→ **PROBLEM STATEMENT**
Lift out each line of the data that holds "Option".

→ **RECORDS FOR PROCESSING**
============================================================

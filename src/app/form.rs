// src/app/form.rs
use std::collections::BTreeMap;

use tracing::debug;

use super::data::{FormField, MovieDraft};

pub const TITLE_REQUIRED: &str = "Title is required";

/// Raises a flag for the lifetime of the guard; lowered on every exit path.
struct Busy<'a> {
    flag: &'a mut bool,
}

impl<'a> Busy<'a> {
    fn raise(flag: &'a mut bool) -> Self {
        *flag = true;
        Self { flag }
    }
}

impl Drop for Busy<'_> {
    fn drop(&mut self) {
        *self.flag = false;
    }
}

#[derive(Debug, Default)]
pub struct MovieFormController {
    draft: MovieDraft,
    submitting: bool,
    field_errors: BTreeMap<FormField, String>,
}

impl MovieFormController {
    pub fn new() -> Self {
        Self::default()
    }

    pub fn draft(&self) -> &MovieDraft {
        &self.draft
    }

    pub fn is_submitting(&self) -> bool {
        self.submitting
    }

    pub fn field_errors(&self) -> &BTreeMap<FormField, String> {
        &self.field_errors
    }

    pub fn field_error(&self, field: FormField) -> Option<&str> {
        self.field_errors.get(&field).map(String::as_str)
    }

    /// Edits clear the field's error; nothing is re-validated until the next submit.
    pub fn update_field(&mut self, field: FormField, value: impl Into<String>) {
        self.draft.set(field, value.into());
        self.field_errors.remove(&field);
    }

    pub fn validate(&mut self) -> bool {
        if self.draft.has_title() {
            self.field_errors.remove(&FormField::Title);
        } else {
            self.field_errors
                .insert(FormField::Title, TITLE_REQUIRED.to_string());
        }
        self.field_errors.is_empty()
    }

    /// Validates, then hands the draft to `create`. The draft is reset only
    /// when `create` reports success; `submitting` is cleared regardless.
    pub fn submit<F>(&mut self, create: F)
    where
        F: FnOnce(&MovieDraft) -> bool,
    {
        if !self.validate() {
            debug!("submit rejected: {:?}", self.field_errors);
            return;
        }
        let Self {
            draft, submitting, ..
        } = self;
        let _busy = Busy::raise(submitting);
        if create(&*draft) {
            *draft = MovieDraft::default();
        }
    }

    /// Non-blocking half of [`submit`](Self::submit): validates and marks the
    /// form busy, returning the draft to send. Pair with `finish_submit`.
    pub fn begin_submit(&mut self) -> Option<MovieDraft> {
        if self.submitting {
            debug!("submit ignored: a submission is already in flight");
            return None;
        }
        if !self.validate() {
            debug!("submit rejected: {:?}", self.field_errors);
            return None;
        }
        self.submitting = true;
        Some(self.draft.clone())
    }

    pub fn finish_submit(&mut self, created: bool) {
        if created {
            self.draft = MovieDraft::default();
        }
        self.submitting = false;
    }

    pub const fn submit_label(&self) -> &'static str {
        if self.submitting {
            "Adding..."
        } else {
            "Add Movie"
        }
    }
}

============================================================

→ **SOLUTION TO THIS PROBLEM**
    pub fn field_error(&self, field: FormField) -> Option<&str> {
    pub fn begin_submit(&mut self) -> Option<MovieDraft> {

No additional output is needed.